Does the market trust corporate issuers more?
Darrell Preston of Bloomberg News wrote a great piece comparing the yields on trades of comparably rated corporate and municipal bonds. He highlighted that corporate bonds have a much higher risk of default than municipal bonds but have similar yields. His analysis suggests that risk is not being properly priced if in fact ratings between asset classes are comparable and that municipal issuers are paying interest rates that are too high.
Two years after Moody’s Investors Service and Fitch Ratings changed standards to put municipal credits on the same footing as corporates, California and Illinois are among states that still pay more for debt than similarly or lower-rated corporations, according to data compiled by Bloomberg. Yet Moody’s says companies default at 86 times the municipal rate.
“Taxpayers continue to get a raw deal,” said Tom Dresslar, spokesman for California Treasurer Bill Lockyer, who pressed for the rating changes. “Not much has changed.”
Preston’s article compares the yield for recent trades for the state of California and a private energy producer, which are rated at near-equivalent levels:
When California and A2 rated Idaho Power both sold 30-year debt this month, the utility’s bonds priced 6 basis points lower than California’s … according to data compiled by Bloomberg. The Boise company provides electricity for southern Idaho and eastern Oregon. The state is rated one step higher at A1 and offers tax-exempt securities to provide an incentive to investors to accept a lower yield.
Preston’s article addresses one of the most fundamental issues of the fixed-income markets. If credit rating agencies are doing their job accurately and rating bonds with similar risk at the same rating category, why is the market pricing the debt as if they are different?

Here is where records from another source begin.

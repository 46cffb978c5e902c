//! Game Tree Enumerator
//!
//! Builds the transaction for every reachable `(board, move)` pair.
//!
//! A parent transaction pre-authorizes the hashes of its children, so it
//! can only be built after all of them: the recursion is a post-order walk
//! and hashes travel back up through return values. Depth is at most 9,
//! so plain recursion is fine.
//!
//! ## Classification
//!
//! Checked in this order for the board after the move:
//!
//! 1. **Win**: `round >= 5` and the mover holds a line → win builder
//! 2. **Tie**: `round == 9` → tie builder
//! 3. **Interior**: transposition cache, else recurse and build
//!
//! Win comes first, so a line completed on round 9 is a win, not a tie.

use tracing::trace;

use crate::builders::{build_intermediate, Built, TieBuilder, WinBuilder};
use crate::core::hash::TxHash;
use crate::game::board::{BoardState, FIRST_WINNING_ROUND, LAST_ROUND};
use crate::game::cache::{CachedNode, TranspositionCache};
use crate::game::table::GameTable;
use crate::ledger::LedgerError;

/// Complete tic-tac-toe games from the empty board with fixed marks.
pub const NUM_GAMES: u64 = 255_168;

/// How a transition was classified.
#[derive(Clone, Copy, Debug, PartialEq, Eq)]
pub enum TransitionKind {
    /// Mover completed a line.
    Win,
    /// Final cell filled without a line.
    Tie,
    /// Game continues.
    Interior,
}

/// One edge of the game tree.
#[derive(Clone, Debug)]
pub(crate) struct Node {
    /// Complete games reachable through this edge.
    pub games: u64,
    /// Transaction for the edge.
    pub built: Built,
    /// Which builder produced it.
    pub kind: TransitionKind,
}

/// Enumeration counters.
#[derive(Clone, Copy, Debug, Default, PartialEq, Eq)]
pub struct TreeStats {
    /// Distinct interior positions built.
    pub interior_positions: usize,
    /// Interior lookups answered from the cache.
    pub cache_hits: u64,
    /// Interior lookups that had to build a sub-tree.
    pub cache_misses: u64,
    /// Distinct win transactions.
    pub wins: usize,
    /// Distinct tie transactions.
    pub ties: usize,
}

/// Recursive enumerator over one game table.
///
/// Borrows the builders and cache so the same state can be reused by
/// later move selection. Rounds are trusted: callers pass `1..=9`.
pub(crate) struct GameTree<'a> {
    table: &'a GameTable,
    wins: &'a mut WinBuilder,
    ties: &'a mut TieBuilder,
    cache: &'a mut TranspositionCache,
}

impl<'a> GameTree<'a> {
    /// Enumerator over `table` using the given builders and cache.
    pub fn new(
        table: &'a GameTable,
        wins: &'a mut WinBuilder,
        ties: &'a mut TieBuilder,
        cache: &'a mut TranspositionCache,
    ) -> Self {
        Self { table, wins, ties, cache }
    }

    /// Every move available in `round`: total games below them and their
    /// hashes in ascending cell order.
    pub fn play(&mut self, board: BoardState, round: u8) -> Result<(u64, Vec<TxHash>), LedgerError> {
        let mut games = 0;
        let mut hashes = Vec::with_capacity(board.available().count_ones() as usize);

        for cell in board.available_cells() {
            let node = self.transition(board, round, cell)?;
            games += node.games;
            hashes.push(node.built.hash);
        }

        Ok((games, hashes))
    }

    /// The edge for playing `position` in `round` from `board`.
    ///
    /// `board` is taken by value; the caller's copy never changes.
    pub fn transition(&mut self, board: BoardState, round: u8, position: u8) -> Result<Node, LedgerError> {
        let next = board.with_move(round, position);

        if round >= FIRST_WINNING_ROUND && next.is_win_for(round) {
            let built = self.wins.build(self.table, round, position)?;
            return Ok(Node { games: 1, built, kind: TransitionKind::Win });
        }

        if round == LAST_ROUND {
            let built = self.ties.build(self.table, round, position)?;
            return Ok(Node { games: 1, built, kind: TransitionKind::Tie });
        }

        let key = next.occupancy_key();
        if let Some(cached) = self.cache.lookup(key) {
            return Ok(Node { games: cached.games, built: cached.built, kind: TransitionKind::Interior });
        }

        let (games, children) = self.play(next, round + 1)?;
        let built = build_intermediate(self.table, round, position, &children)?;
        trace!(round, position, games, children = children.len(), "built interior node");

        self.cache.insert(key, CachedNode { games, built: built.clone() });
        Ok(Node { games, built, kind: TransitionKind::Interior })
    }

    /// Counters so far.
    pub fn stats(&self) -> TreeStats {
        TreeStats {
            interior_positions: self.cache.len(),
            cache_hits: self.cache.hits(),
            cache_misses: self.cache.misses(),
            wins: self.wins.len(),
            ties: self.ties.len(),
        }
    }
}

#[cfg(test)]
mod tests {
    use super::*;
    use crate::config::GameConfig;
    use crate::core::amount::Amount;
    use crate::core::keys::AccountId;
    use crate::game::escrow::EscrowLadder;
    use crate::ledger::account::Account;

    fn table() -> GameTable {
        let players = [
            Account::new(AccountId::new([1; 32]), 10),
            Account::new(AccountId::new([2; 32]), 20),
        ];
        GameTable::new(players, Amount::ZERO, EscrowLadder::generate(), GameConfig::default()).unwrap()
    }

    fn board(moves: &[u8]) -> BoardState {
        moves
            .iter()
            .enumerate()
            .fold(BoardState::new(), |b, (i, &cell)| b.with_move(i as u8 + 1, cell))
    }

    #[test]
    fn test_full_enumeration_counts_all_games() {
        let table = table();
        let (mut wins, mut ties, mut cache) = (WinBuilder::new(), TieBuilder::new(), TranspositionCache::new());
        let mut tree = GameTree::new(&table, &mut wins, &mut ties, &mut cache);

        let (games, openings) = tree.play(BoardState::new(), 1).unwrap();
        assert_eq!(games, NUM_GAMES);
        assert_eq!(openings.len(), 9);

        let stats = tree.stats();
        assert!(stats.cache_hits > 0);
        assert!(stats.interior_positions > 0);
        // Every miss builds exactly one interior position.
        assert_eq!(stats.cache_misses, stats.interior_positions as u64);
        // Ties happen only on round 9, at most one per cell.
        assert!(stats.ties <= 9);
    }

    #[test]
    fn test_win_precedes_tie_on_last_round() {
        // X (index 1) holds 0, 4 and takes 8 on round 9 for the diagonal.
        // O: 1, 2, 3, 5. X: 0, 4, 6, 7.
        let before = board(&[0, 1, 4, 2, 6, 3, 7, 5]);
        assert_eq!(before.next_round(), 9);

        let table = table();
        let (mut wins, mut ties, mut cache) = (WinBuilder::new(), TieBuilder::new(), TranspositionCache::new());
        let mut tree = GameTree::new(&table, &mut wins, &mut ties, &mut cache);

        let node = tree.transition(before, 9, 8).unwrap();
        assert_eq!(node.kind, TransitionKind::Win);
        assert_eq!(node.games, 1);
        assert!(wins.contains(9, 8));
        assert!(!ties.contains(9, 8));
    }

    #[test]
    fn test_tie_on_last_round() {
        // X: 0, 1, 5, 6 then 8 → no line. O: 2, 3, 4, 7.
        let before = board(&[0, 2, 1, 3, 5, 4, 6, 7]);
        let table = table();
        let (mut wins, mut ties, mut cache) = (WinBuilder::new(), TieBuilder::new(), TranspositionCache::new());
        let mut tree = GameTree::new(&table, &mut wins, &mut ties, &mut cache);

        let node = tree.transition(before, 9, 8).unwrap();
        assert_eq!(node.kind, TransitionKind::Tie);
        assert!(ties.contains(9, 8));
        assert!(wins.is_empty());
    }

    #[test]
    fn test_transpositions_share_subtree() {
        let table = table();
        let (mut wins, mut ties, mut cache) = (WinBuilder::new(), TieBuilder::new(), TranspositionCache::new());
        let mut tree = GameTree::new(&table, &mut wins, &mut ties, &mut cache);

        // X 0, O 1, X 2 versus X 2, O 1, X 0.
        let a = board(&[0, 1, 2]);
        let b = board(&[2, 1, 0]);
        assert_eq!(a, b);

        let via_a = tree.transition(a, 4, 4).unwrap();
        let via_b = tree.transition(b, 4, 4).unwrap();
        assert_eq!(via_a.built.hash, via_b.built.hash);
        assert_eq!(via_a.games, via_b.games);

        let (games_a, hashes_a) = tree.play(a, 4).unwrap();
        let (games_b, hashes_b) = tree.play(b, 4).unwrap();
        assert_eq!(games_a, games_b);
        assert_eq!(hashes_a, hashes_b);
    }

    #[test]
    fn test_interior_preauthorizes_children_in_cell_order() {
        let table = table();
        let (mut wins, mut ties, mut cache) = (WinBuilder::new(), TieBuilder::new(), TranspositionCache::new());
        let mut tree = GameTree::new(&table, &mut wins, &mut ties, &mut cache);

        let start = board(&[4, 0, 8]);
        let node = tree.transition(start, 4, 2).unwrap();
        assert_eq!(node.kind, TransitionKind::Interior);

        let after = start.with_move(4, 2);
        let expected: Vec<TxHash> = after
            .available_cells()
            .map(|cell| tree.transition(after, 5, cell).unwrap().built.hash)
            .collect();
        assert_eq!(node.built.transaction.pre_authorized_hashes(), expected);
    }

    #[test]
    fn test_rederivation_is_idempotent() {
        let table = table();
        let (mut wins, mut ties, mut cache) = (WinBuilder::new(), TieBuilder::new(), TranspositionCache::new());
        let mut tree = GameTree::new(&table, &mut wins, &mut ties, &mut cache);

        let start = board(&[4, 1]);
        let first = tree.transition(start, 3, 0).unwrap();
        let second = tree.transition(start, 3, 0).unwrap();
        assert_eq!(first.built.hash, second.built.hash);
        assert_eq!(first.games, second.games);
    }
}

Bob Nelson, who leads Thomson Reuters Municipal Market Data group responded to Preston’s article in a tweet of less than 140 characters:
I interpreted Bob Nelson to be saying that the exemption from state and local taxes for investors who buy bonds of their state and the federal tax exemption of municipal bond interest is useful but not utilized uniformly by bond investors. For example, multi-state mutual fund managers are unable to uniformly use the muni tax exemption when managing a national portfolio of municipal bonds. The serial bond structure of many municipal bonds, where repayment of principal happens over the term of the bond, is not as attractive to institutional investors as a bond that has a lump-sum repayment at maturity (which is the standard structure of corporate bonds). Both of these factors create a lot of variation in how investors view the desirability of municipal bonds. Or said another way, there is so little standardization in the municipal bond space that investors require more yield because the risk of individual securities is harder to discern than in the corporate bond space.
The last point that Bob Nelson makes about poor disclosure in muniland is probably the most important. The regime that the SEC imposes on corporate issuers is much more rigorous than that for municipal issuers and gives investors much more transparent information. For example corporate issuers are required to file their quarterly financial reports 45 days after the end of the reporting period and their annual audited reports 90 days after the end of the reporting period. In contrast, the most recent audited financials for the Commonwealth of Puerto Rico, whose debt is broadly owned, is June 30, 2010. So a municipal issuer is sharing financial data that is 22 months old, versus a corporate issuer whose data is three months old. It’s easy to understand why the markets would charge additional yield for the uncertainty. And that does not even address the fact that certain very material events for municipal issuers, such as bank loans and derivative termination events, are not subject to mandatory disclosure, so investors need to guess about those events.
Bloomberg’s Preston has begun a very important discussion, and I would urge him and his colleagues to consider using the SEC-mandated credit rating data to do further analysis. The higher yields that markets require from municipal issuers are signaling something, and it could be ratings divergence, as Preston suggests, or market structure issues, as suggested by MMD’s Nelson. Mashing up historical credit ratings data with price data might shed some interesting light on the issue.